- Task directions: Work out how many lines in the following entries contain the string "Debug", and write only that number.

(Stored records)
/---

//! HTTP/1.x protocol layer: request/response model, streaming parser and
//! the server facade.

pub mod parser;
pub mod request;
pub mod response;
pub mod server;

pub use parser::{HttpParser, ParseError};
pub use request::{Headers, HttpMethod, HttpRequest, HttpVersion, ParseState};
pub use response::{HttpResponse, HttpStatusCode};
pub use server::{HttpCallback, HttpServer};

\---
/---

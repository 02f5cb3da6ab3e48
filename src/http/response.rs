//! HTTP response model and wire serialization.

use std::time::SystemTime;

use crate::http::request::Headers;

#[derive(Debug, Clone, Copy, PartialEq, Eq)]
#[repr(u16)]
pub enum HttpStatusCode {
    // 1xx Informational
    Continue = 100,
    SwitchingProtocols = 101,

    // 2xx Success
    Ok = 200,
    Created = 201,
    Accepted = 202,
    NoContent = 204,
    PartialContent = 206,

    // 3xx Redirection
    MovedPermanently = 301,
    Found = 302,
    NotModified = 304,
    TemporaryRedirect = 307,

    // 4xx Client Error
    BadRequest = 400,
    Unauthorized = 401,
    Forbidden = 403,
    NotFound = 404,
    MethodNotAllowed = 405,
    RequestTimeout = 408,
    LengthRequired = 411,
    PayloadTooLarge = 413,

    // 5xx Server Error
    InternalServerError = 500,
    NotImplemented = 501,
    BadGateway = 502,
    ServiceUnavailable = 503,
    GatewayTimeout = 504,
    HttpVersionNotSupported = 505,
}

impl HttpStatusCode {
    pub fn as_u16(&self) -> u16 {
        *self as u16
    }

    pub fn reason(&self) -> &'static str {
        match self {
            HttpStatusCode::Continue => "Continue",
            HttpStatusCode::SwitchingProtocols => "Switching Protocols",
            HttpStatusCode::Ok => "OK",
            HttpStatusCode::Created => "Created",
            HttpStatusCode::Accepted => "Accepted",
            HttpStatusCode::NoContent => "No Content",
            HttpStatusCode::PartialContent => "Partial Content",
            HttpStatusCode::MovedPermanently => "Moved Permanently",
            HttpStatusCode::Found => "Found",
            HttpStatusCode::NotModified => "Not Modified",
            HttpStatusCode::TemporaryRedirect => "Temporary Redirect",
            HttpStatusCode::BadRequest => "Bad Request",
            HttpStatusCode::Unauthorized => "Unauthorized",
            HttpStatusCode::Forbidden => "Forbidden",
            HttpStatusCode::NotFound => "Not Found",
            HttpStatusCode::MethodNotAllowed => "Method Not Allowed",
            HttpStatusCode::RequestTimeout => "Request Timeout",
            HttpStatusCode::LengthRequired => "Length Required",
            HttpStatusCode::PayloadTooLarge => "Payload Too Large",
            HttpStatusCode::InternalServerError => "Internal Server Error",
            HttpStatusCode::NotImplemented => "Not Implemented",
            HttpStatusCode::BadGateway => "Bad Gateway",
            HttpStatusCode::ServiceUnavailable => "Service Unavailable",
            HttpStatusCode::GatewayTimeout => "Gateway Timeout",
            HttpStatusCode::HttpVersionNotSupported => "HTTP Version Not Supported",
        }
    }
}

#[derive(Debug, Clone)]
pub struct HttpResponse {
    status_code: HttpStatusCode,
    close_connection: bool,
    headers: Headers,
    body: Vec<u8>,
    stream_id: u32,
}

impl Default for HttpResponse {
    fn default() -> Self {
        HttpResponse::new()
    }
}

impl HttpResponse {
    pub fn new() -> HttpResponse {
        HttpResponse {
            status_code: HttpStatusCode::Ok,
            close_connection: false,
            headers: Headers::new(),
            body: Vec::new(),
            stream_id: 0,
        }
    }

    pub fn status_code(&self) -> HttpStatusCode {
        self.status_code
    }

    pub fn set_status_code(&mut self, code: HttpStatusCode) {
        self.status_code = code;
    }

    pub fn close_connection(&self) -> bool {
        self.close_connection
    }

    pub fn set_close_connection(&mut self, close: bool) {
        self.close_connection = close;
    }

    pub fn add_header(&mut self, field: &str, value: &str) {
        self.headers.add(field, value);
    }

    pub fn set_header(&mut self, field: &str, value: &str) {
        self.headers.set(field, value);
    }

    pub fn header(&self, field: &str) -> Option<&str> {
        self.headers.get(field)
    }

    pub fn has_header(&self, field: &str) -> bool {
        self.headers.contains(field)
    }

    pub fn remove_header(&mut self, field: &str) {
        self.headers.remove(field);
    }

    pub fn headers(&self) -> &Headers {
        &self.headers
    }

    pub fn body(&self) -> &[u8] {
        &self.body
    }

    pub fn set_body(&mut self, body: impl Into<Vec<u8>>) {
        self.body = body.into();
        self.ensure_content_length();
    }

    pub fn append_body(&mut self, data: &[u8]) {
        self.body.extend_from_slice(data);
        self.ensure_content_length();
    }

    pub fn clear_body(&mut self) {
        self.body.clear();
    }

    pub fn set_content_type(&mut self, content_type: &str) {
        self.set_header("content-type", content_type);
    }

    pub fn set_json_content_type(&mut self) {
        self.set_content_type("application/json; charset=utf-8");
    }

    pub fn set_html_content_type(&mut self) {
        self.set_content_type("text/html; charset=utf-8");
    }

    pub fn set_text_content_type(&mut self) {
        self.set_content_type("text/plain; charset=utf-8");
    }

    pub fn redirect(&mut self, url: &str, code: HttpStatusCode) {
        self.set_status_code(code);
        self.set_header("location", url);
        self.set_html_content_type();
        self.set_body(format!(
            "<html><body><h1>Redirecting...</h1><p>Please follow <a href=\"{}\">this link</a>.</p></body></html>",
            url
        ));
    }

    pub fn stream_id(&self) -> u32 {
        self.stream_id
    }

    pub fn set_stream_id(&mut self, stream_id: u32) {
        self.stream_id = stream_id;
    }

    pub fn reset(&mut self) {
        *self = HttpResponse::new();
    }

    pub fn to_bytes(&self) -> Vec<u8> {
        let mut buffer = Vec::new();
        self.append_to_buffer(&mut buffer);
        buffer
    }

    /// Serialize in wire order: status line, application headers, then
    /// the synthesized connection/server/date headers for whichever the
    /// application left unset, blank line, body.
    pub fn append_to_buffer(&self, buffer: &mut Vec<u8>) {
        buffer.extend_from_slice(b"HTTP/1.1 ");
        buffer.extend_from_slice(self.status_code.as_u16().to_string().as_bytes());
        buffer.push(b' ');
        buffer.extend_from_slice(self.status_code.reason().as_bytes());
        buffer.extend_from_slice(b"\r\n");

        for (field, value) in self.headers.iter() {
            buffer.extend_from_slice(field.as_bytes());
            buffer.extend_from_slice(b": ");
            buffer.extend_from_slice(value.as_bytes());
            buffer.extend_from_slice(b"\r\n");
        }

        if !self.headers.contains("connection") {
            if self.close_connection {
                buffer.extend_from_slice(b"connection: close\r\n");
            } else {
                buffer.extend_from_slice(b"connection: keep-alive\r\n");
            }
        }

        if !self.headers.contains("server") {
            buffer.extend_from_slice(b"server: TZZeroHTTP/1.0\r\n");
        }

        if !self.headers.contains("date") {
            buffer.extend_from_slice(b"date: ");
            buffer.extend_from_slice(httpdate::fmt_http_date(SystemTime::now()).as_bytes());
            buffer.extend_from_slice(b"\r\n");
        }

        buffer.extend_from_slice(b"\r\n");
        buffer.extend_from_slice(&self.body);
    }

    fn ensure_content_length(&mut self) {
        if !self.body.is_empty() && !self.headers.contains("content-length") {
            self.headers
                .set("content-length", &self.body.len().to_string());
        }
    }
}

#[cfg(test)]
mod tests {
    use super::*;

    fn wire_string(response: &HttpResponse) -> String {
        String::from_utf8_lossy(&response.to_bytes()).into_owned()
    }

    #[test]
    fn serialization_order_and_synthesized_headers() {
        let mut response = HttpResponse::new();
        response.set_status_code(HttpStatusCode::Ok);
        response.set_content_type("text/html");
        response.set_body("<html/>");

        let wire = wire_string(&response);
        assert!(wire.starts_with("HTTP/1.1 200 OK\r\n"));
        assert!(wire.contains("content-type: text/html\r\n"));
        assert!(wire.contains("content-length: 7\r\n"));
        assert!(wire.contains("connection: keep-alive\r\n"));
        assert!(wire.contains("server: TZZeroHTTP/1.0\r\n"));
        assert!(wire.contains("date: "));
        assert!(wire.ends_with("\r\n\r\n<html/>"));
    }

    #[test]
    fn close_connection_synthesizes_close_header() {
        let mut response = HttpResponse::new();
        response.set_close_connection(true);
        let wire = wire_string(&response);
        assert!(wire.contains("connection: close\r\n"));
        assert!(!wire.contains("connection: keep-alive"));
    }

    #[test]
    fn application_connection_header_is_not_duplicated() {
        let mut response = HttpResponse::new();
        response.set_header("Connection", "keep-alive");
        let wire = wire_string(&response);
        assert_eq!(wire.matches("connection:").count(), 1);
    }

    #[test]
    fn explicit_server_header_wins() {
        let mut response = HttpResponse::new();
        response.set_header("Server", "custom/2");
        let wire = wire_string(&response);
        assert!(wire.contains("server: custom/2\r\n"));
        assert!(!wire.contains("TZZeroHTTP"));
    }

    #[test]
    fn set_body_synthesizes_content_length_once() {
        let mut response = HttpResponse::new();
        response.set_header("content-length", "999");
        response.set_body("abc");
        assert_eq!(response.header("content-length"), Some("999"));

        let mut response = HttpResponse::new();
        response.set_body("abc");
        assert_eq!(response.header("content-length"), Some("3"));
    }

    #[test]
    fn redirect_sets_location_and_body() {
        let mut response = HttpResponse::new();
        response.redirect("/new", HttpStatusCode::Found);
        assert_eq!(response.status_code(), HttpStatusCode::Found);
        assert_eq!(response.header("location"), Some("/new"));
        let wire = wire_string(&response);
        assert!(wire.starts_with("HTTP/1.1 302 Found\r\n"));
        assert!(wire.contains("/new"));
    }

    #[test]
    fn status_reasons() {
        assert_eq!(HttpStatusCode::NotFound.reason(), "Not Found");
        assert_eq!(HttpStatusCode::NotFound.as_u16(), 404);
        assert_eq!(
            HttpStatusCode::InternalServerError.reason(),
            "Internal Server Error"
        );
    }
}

\---

- Task result: 2